Instructions to follow.
Reproduce exactly the lines below from the one containing "the given identity" through the one containing "from the listing", including both, and nothing else.

The records.

//! Collection listings
//!
//! A listing holds the valid records of one collection in locator order,
//! plus the records that were excluded and why.

use serde::Serialize;

use crate::storage::RecordLocator;
use crate::validation::{NormalizedRecord, ViolationList};

/// A stored record excluded from consumer results
#[derive(Debug, Clone, PartialEq)]
pub struct RejectedRecord {
    pub locator: RecordLocator,
    pub violations: ViolationList,
}

impl RejectedRecord {
    pub fn new(locator: RecordLocator, violations: ViolationList) -> Self {
        Self {
            locator,
            violations,
        }
    }
}

impl Serialize for RejectedRecord {
    fn serialize<S: serde::Serializer>(&self, serializer: S) -> Result<S::Ok, S::Error> {
        use serde::ser::SerializeStruct;
        let mut s = serializer.serialize_struct("RejectedRecord", 2)?;
        s.serialize_field("locator", self.locator.path())?;
        s.serialize_field("violations", &self.violations)?;
        s.end()
    }
}

/// Valid records of one collection, with the rejections found alongside
#[derive(Debug, Clone, Default, Serialize)]
pub struct CollectionListing {
    pub collection: String,
    records: Vec<NormalizedRecord>,
    rejected: Vec<RejectedRecord>,
}

impl CollectionListing {
    pub fn new(
        collection: impl Into<String>,
        records: Vec<NormalizedRecord>,
        rejected: Vec<RejectedRecord>,
    ) -> Self {
        Self {
            collection: collection.into(),
            records,
            rejected,
        }
    }

    /// Valid records in locator order
    pub fn iter(&self) -> std::slice::Iter<'_, NormalizedRecord> {
        self.records.iter()
    }

    pub fn len(&self) -> usize {
        self.records.len()
    }

    pub fn is_empty(&self) -> bool {
        self.records.is_empty()
    }

    /// Valid record with the given identity
    pub fn get(&self, identity: &str) -> Option<&NormalizedRecord> {
        self.records.iter().find(|r| r.identity() == Some(identity))
    }

    pub fn identities(&self) -> Vec<&str> {
        self.records.iter().filter_map(|r| r.identity()).collect()
    }

    /// Records excluded from the listing
    pub fn rejected(&self) -> &[RejectedRecord] {
        &self.rejected
    }

    pub fn into_records(self) -> Vec<NormalizedRecord> {
        self.records
    }
}

impl IntoIterator for CollectionListing {
    type Item = NormalizedRecord;
    type IntoIter = std::vec::IntoIter<NormalizedRecord>;

    fn into_iter(self) -> Self::IntoIter {
        self.records.into_iter()
    }
}

impl<'a> IntoIterator for &'a CollectionListing {
    type Item = &'a NormalizedRecord;
    type IntoIter = std::slice::Iter<'a, NormalizedRecord>;

    fn into_iter(self) -> Self::IntoIter {
        self.records.iter()
    }
}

Answer section.
    /// Valid record with the given identity
    pub fn get(&self, identity: &str) -> Option<&NormalizedRecord> {
        self.records.iter().find(|r| r.identity() == Some(identity))
    }

    pub fn identities(&self) -> Vec<&str> {
        self.records.iter().filter_map(|r| r.identity()).collect()
    }

    /// Records excluded from the listing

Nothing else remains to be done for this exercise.